Records provided START

//! Interfaces to the collaborators that decide and score.
//!
//! The simulation core only ever *asks* a [`DecisionPolicy`] for an action and
//! *adds* to a [`FitnessAccumulator`]; it never inspects either.

use ndarray::Array1;

use super::bird::Bird;
use super::brain::Brain;
use super::pipe::Pipe;

/// What a bird sees each tick.
#[derive(Debug, Clone, Copy, PartialEq)]
pub struct Observation {
    /// The bird's vertical position.
    pub height: f32,
    /// Distance to the upper edge of the active opening.
    pub to_gap_top: f32,
    /// Distance to the lower edge of the active opening.
    pub to_gap_bottom: f32,
}

impl Observation {
    /// Observation of `bird` relative to the active `pipe`.
    pub fn new(bird: &Bird, pipe: &Pipe) -> Self {
        Self {
            height: bird.y,
            to_gap_top: (bird.y - pipe.gap_y).abs(),
            to_gap_bottom: (bird.y - pipe.bottom).abs(),
        }
    }

    /// The observation as network inputs.
    pub fn to_array(self) -> [f32; 3] {
        [self.height, self.to_gap_top, self.to_gap_bottom]
    }
}

/// Maps an observation to a jump signal.
///
/// Implementations must be pure: the same observation always yields the same output.
pub trait DecisionPolicy {
    /// Scalar decision; values above the jump threshold mean "jump".
    fn decide(&self, observation: Observation) -> f32;
}

impl<T: DecisionPolicy + ?Sized> DecisionPolicy for &T {
    fn decide(&self, observation: Observation) -> f32 {
        (**self).decide(observation)
    }
}

impl DecisionPolicy for Brain {
    fn decide(&self, observation: Observation) -> f32 {
        let inputs = Array1::from_vec(observation.to_array().to_vec());
        self.think(&inputs).first().copied().unwrap_or(0.0)
    }
}

/// Adapts a closure into a [`DecisionPolicy`].
#[derive(Debug, Clone, Copy)]
pub struct FnPolicy<F>(pub F);

impl<F: Fn(Observation) -> f32> DecisionPolicy for FnPolicy<F> {
    fn decide(&self, observation: Observation) -> f32 {
        (self.0)(observation)
    }
}

/// Running fitness of one agent.
pub trait FitnessAccumulator {
    /// Adds `delta` (possibly negative) to the fitness.
    fn add(&mut self, delta: f32);
}

impl<T: FitnessAccumulator + ?Sized> FitnessAccumulator for &mut T {
    fn add(&mut self, delta: f32) {
        (**self).add(delta);
    }
}

impl FitnessAccumulator for f32 {
    fn add(&mut self, delta: f32) {
        *self += delta;
    }
}

impl FitnessAccumulator for f64 {
    fn add(&mut self, delta: f32) {
        *self += f64::from(delta);
    }
}
impl Default for CacheConfig {
    fn default() -> Self {
        Self {
            joke_ttl_secs: DEFAULT_JOKE_CACHE_TTL_SECS,
            joke_max_size: DEFAULT_JOKE_CACHE_MAX_SIZE,
        }
    }
}

#[derive(Debug, Clone, Default)]
pub struct CommandsConfig {
    pub cooldowns: CooldownsConfig,
    pub cache: CacheConfig,
}

#[derive(Debug, Clone)]
pub struct NeuralLlmConfig {
    pub ucb_exploration_factor: f64,
    pub min_trials_per_synapse: u64,
    pub ema_alpha_local: f64,
    pub ema_alpha_cloud: f64,
    pub local_failure_threshold: u32,
    pub local_recovery_secs: u64,
    pub cloud_failure_threshold: u32,
    pub cloud_recovery_secs: u64,
    pub timeout_connect_secs: u64,
    pub timeout_inference_secs: u64,
    pub timeout_write_secs: u64,
    pub timeout_pool_secs: u64,
}

impl Default for NeuralLlmConfig {
    fn default() -> Self {
        Self {
            ucb_exploration_factor: DEFAULT_UCB_EXPLORATION_FACTOR,
            min_trials_per_synapse: DEFAULT_MIN_TRIALS_PER_SYNAPSE,
            ema_alpha_local: DEFAULT_EMA_ALPHA_LOCAL,
            ema_alpha_cloud: DEFAULT_EMA_ALPHA_CLOUD,
            local_failure_threshold: DEFAULT_LOCAL_FAILURE_THRESHOLD,
            local_recovery_secs: DEFAULT_LOCAL_RECOVERY_SECS,
            cloud_failure_threshold: DEFAULT_CLOUD_FAILURE_THRESHOLD,
            cloud_recovery_secs: DEFAULT_CLOUD_RECOVERY_SECS,
            timeout_connect_secs: DEFAULT_TIMEOUT_CONNECT_SECS,
            timeout_inference_secs: DEFAULT_TIMEOUT_INFERENCE_SECS,
            timeout_write_secs: DEFAULT_TIMEOUT_WRITE_SECS,
            timeout_pool_secs: DEFAULT_TIMEOUT_POOL_SECS,
        }
    }
}

#[derive(Debug, Clone)]
pub struct AnnounceTemplate {
    pub enabled: bool,
    pub message: String,
}

#[derive(Debug, Clone)]
pub struct MonitoringConfig {
    pub enabled: bool,
    pub method: MonitoringMethod,
    pub polling_interval_secs: u64,
}

impl Default for MonitoringConfig {
    fn default() -> Self {
        Self {
            enabled: true,
            method: MonitoringMethod::Auto,
            polling_interval_secs: DEFAULT_POLLING_INTERVAL_SECS,
        }
    }
}

#[derive(Debug, Clone)]
pub struct AnnouncementsConfig {
    pub stream_online: AnnounceTemplate,
    pub stream_offline: AnnounceTemplate,
    pub monitoring: MonitoringConfig,
}

impl Default for AnnouncementsConfig {
    fn default() -> Self {
        Self {
            stream_online: AnnounceTemplate {
                enabled: true,
                message: DEFAULT_ONLINE_TEMPLATE.to_string(),
            },
            stream_offline: AnnounceTemplate {
                enabled: true,
                message: DEFAULT_OFFLINE_TEMPLATE.to_string(),
            },
            monitoring: MonitoringConfig::default(),
        }
    }
}

#[derive(Debug, Clone, Default)]
pub struct ChannelsConfig {
    pub list: Vec<String>,
}

/// Fully resolved configuration: CLI/env overrides already applied over
/// file values over built-in defaults.
#[derive(Debug, Clone)]
pub struct AppConfig {
    pub bot: BotConfig,
    pub llm: LlmConfig,
    pub apis: ApisConfig,
    pub commands: CommandsConfig,
    pub neural_llm: NeuralLlmConfig,
    pub announcements: AnnouncementsConfig,
    pub channels: ChannelsConfig,
    pub log_level: String,
    pub debug: bool,
}

impl Default for AppConfig {
    fn default() -> Self {
        Self {
            bot: BotConfig::default(),
            llm: LlmConfig::default(),
            apis: ApisConfig::default(),
            commands: CommandsConfig::default(),
            neural_llm: NeuralLlmConfig::default(),
            announcements: AnnouncementsConfig::default(),
            channels: ChannelsConfig::default(),
            log_level: DEFAULT_LOG_LEVEL.to_string(),
            debug: false,
        }
    }
}

// ---------------------------------------------------------------------
// On-disk shape: every field optional so a partial file only overrides
// what it mentions. Mirrors the teacher's `FileConfig` + per-section
// `*FileConfig` sub-structs; unknown top-level keys are logged rather
// than rejected, via `extra`.
// ---------------------------------------------------------------------

#[derive(Debug, Clone, Default, Deserialize)]
struct BotFileConfig {
    name: Option<String>,
    personality: Option<String>,
}

#[derive(Debug, Clone, Default, Deserialize)]
struct InferenceOverrideFile {
    max_tokens: Option<u32>,
    temperature: Option<f32>,
    repeat_penalty: Option<f32>,
    stop_tokens: Option<Vec<String>>,
}

impl InferenceOverrideFile {
    fn merge_into(self, target: &mut InferenceOverride) {
        if self.max_tokens.is_some() {
            target.max_tokens = self.max_tokens;
        }
        if self.temperature.is_some() {
            target.temperature = self.temperature;
        }
        if self.repeat_penalty.is_some() {
            target.repeat_penalty = self.repeat_penalty;
        }
        if self.stop_tokens.is_some() {
            target.stop_tokens = self.stop_tokens;
        }
    }
}

#[derive(Debug, Clone, Default, Deserialize)]
struct InferenceFileConfig {
    ask: Option<InferenceOverrideFile>,
    mention: Option<InferenceOverrideFile>,
    gen_long: Option<InferenceOverrideFile>,
    joke: Option<InferenceOverrideFile>,
}

#[derive(Debug, Clone, Default, Deserialize)]
struct LlmFileConfig {
    provider: Option<LlmProvider>,
    model_endpoint: Option<String>,
    model_name: Option<String>,
    language: Option<String>,
    debug_streaming: Option<bool>,
    use_personality_on_mention: Option<bool>,
    use_personality_on_ask: Option<bool>,
    inference: Option<InferenceFileConfig>,
}

#[derive(Debug, Clone, Default, Deserialize)]
struct ApisFileConfig {
    openai_key: Option<String>,
    timeout: Option<u64>,
}

#[derive(Debug, Clone, Default, Deserialize)]
struct CooldownsFileConfig {
    ask: Option<u64>,
    joke: Option<u64>,
    mention: Option<u64>,
}

#[derive(Debug, Clone, Default, Deserialize)]
struct CommandsCacheFileConfig {
    joke_ttl: Option<u64>,
    joke_max_size: Option<usize>,
}

#[derive(Debug, Clone, Default, Deserialize)]
struct CommandsFileConfig {
    cooldowns: Option<CooldownsFileConfig>,
    cache: Option<CommandsCacheFileConfig>,
}

#[derive(Debug, Clone, Default, Deserialize)]
struct NeuralLlmFileConfig {
    ucb_exploration_factor: Option<f64>,
    min_trials_per_synapse: Option<u64>,
    ema_alpha: Option<f64>,
    local_failure_threshold: Option<u32>,
    local_recovery_time: Option<u64>,
    cloud_failure_threshold: Option<u32>,
    cloud_recovery_time: Option<u64>,
    timeout_connect: Option<u64>,
    timeout_inference: Option<u64>,
    timeout_write: Option<u64>,
    timeout_pool: Option<u64>,
}

#[derive(Debug, Clone, Default, Deserialize)]
struct AnnounceTemplateFile {
    enabled: Option<bool>,
    message: Option<String>,
}

#[derive(Debug, Clone, Default, Deserialize)]
struct MonitoringFileConfig {
    enabled: Option<bool>,
    method: Option<String>,
    polling_interval: Option<u64>,
}

#[derive(Debug, Clone, Default, Deserialize)]
struct AnnouncementsFileConfig {
    stream_online: Option<AnnounceTemplateFile>,
    stream_offline: Option<AnnounceTemplateFile>,
    monitoring: Option<MonitoringFileConfig>,
}

#[derive(Debug, Clone, Default, Deserialize)]
struct ChannelsFileConfig {
    list: Option<Vec<String>>,
}

#[derive(Debug, Clone, Default, Deserialize)]
struct FileConfig {
    bot: Option<BotFileConfig>,
    llm: Option<LlmFileConfig>,
    apis: Option<ApisFileConfig>,
    commands: Option<CommandsFileConfig>,
    neural_llm: Option<NeuralLlmFileConfig>,
    announcements: Option<AnnouncementsFileConfig>,
    channels: Option<ChannelsFileConfig>,
    log_level: Option<String>,
    #[serde(flatten)]
    extra: std::collections::BTreeMap<String, toml::Value>,
}

const KNOWN_TOP_LEVEL_KEYS: &[&str] = &[
    "bot",
    "llm",
    "apis",
    "commands",
    "neural_llm",
    "announcements",
    "channels",
    "log_level",
];

impl FileConfig {
    fn load_from_file(path: &std::path::Path) -> Result<Self> {
        tracing::debug!(path = %path.display(), "loading config file");
        let content = fs::read_to_string(path)
            .with_context(|| format!("failed to read config file: {}", path.display()))?;
        let config: Self = toml::from_str(&content)
            .with_context(|| format!("failed to parse config file: {}", path.display()))?;
        config.warn_unknown_fields(path);
        Ok(config)
    }

    fn warn_unknown_fields(&self, path: &std::path::Path) {
        for key in self.extra.keys() {
            if !KNOWN_TOP_LEVEL_KEYS.contains(&key.as_str()) {
                tracing::warn!(
                    path = %path.display(),
                    key = %key,
                    "unknown top-level config key ignored"
                );
            }
        }
    }

    /// Shallow-merge `other` over `self`, `Some` wins, nested tables
    /// merge field by field.
    fn merge(&mut self, other: FileConfig) {
        self.bot = match (self.bot.take(), other.bot) {
            (Some(mut base), Some(over)) => {
                if over.name.is_some() {
                    base.name = over.name;
                }
                if over.personality.is_some() {
                    base.personality = over.personality;
                }
                Some(base)
            }
            (base, over) => over.or(base),
        };
        self.llm = match (self.llm.take(), other.llm) {
            (Some(mut base), Some(over)) => {
                if over.provider.is_some() {
                    base.provider = over.provider;
                }
                if over.model_endpoint.is_some() {
                    base.model_endpoint = over.model_endpoint;
                }
                if over.model_name.is_some() {
                    base.model_name = over.model_name;
                }
                if over.language.is_some() {
                    base.language = over.language;
                }
                if over.debug_streaming.is_some() {
                    base.debug_streaming = over.debug_streaming;
                }
                if over.use_personality_on_mention.is_some() {
                    base.use_personality_on_mention = over.use_personality_on_mention;
                }
                if over.use_personality_on_ask.is_some() {
                    base.use_personality_on_ask = over.use_personality_on_ask;
                }
                if over.inference.is_some() {
                    base.inference = over.inference;
                }
                Some(base)
            }
            (base, over) => over.or(base),
        };
        self.apis = other.apis.or(self.apis.take());
        self.commands = other.commands.or(self.commands.take());
        self.neural_llm = other.neural_llm.or(self.neural_llm.take());
        self.announcements = other.announcements.or(self.announcements.take());
        self.channels = other.channels.or(self.channels.take());
        self.log_level = other.log_level.or(self.log_level.take());
    }
}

Records provided END

**Requirement**
With "AnnouncementsConfig" as the string to match, show every line of the entries above that has it.

**Response**
pub struct AnnouncementsConfig {
impl Default for AnnouncementsConfig {
    pub announcements: AnnouncementsConfig,
            announcements: AnnouncementsConfig::default(),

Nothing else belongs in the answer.